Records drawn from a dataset
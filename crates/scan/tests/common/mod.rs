#![allow(dead_code)]

use shelf_asyncutils::{ManualClock, ManualScheduler};
use shelf_scan::error::{Error, ErrorKind};
use shelf_scan::lookup::MockLookup;
use shelf_scan::{Feedback, ResolvedItem, ScanHandler, Scanner, ScannerOptions};
use std::sync::atomic::{AtomicUsize, Ordering};
use std::sync::{Arc, Mutex};
use std::time::Duration;

pub const SURFACE: &str = "sku";

/// Records every callback it receives.
#[derive(Default)]
pub struct Recorder {
    successes: Mutex<Vec<(String, ResolvedItem)>>,
    errors: Mutex<Vec<(String, ErrorKind)>>,
}
impl Recorder {
    pub fn successes(&self) -> Vec<(String, ResolvedItem)> {
        self.successes.lock().unwrap().clone()
    }

    pub fn errors(&self) -> Vec<(String, ErrorKind)> {
        self.errors.lock().unwrap().clone()
    }
}
impl ScanHandler for Recorder {
    fn on_success(&self, item: &ResolvedItem, code: &str) {
        self.successes.lock().unwrap().push((code.to_string(), item.clone()));
    }

    fn on_error(&self, error: &Error, code: &str) {
        self.errors.lock().unwrap().push((code.to_string(), (**error).clone()));
    }
}

#[derive(Default)]
pub struct CountingFeedback(AtomicUsize);
impl CountingFeedback {
    pub fn count(&self) -> usize {
        self.0.load(Ordering::SeqCst)
    }
}
impl Feedback for CountingFeedback {
    fn success(&self) {
        self.0.fetch_add(1, Ordering::SeqCst);
    }
}

/// A scanner on virtual time, with one surface ([`SURFACE`]) attached.
pub struct Harness {
    pub clock: Arc<ManualClock>,
    pub scheduler: Arc<ManualScheduler>,
    pub lookup: Arc<MockLookup>,
    pub feedback: Arc<CountingFeedback>,
    pub recorder: Arc<Recorder>,
    pub scanner: Scanner,
}
impl Harness {
    pub fn new(lookup: MockLookup) -> Self {
        Self::with_options(lookup, ScannerOptions::default())
    }

    pub fn with_options(lookup: MockLookup, options: ScannerOptions) -> Self {
        let clock = Arc::new(ManualClock::default());
        let scheduler = Arc::new(ManualScheduler::new(clock.clone()));
        let lookup = Arc::new(lookup);
        let feedback = Arc::new(CountingFeedback::default());
        let scanner = Scanner::builder(options, lookup.clone())
            .clock(clock.clone())
            .scheduler(scheduler.clone())
            .feedback(feedback.clone())
            .build()
            .unwrap();
        let recorder = Arc::new(Recorder::default());
        scanner.attach(SURFACE, recorder.clone());
        Self { clock, scheduler, lookup, feedback, recorder, scanner }
    }

    /// Let `ms` of virtual time pass, firing whatever falls due.
    pub async fn wait(&self, ms: u64) {
        self.scheduler.advance(Duration::from_millis(ms)).await;
    }
}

- [The problem]:
In the records above, how many lines contain the string "SURFACE"? Reply with the number only.

- [Output]:
3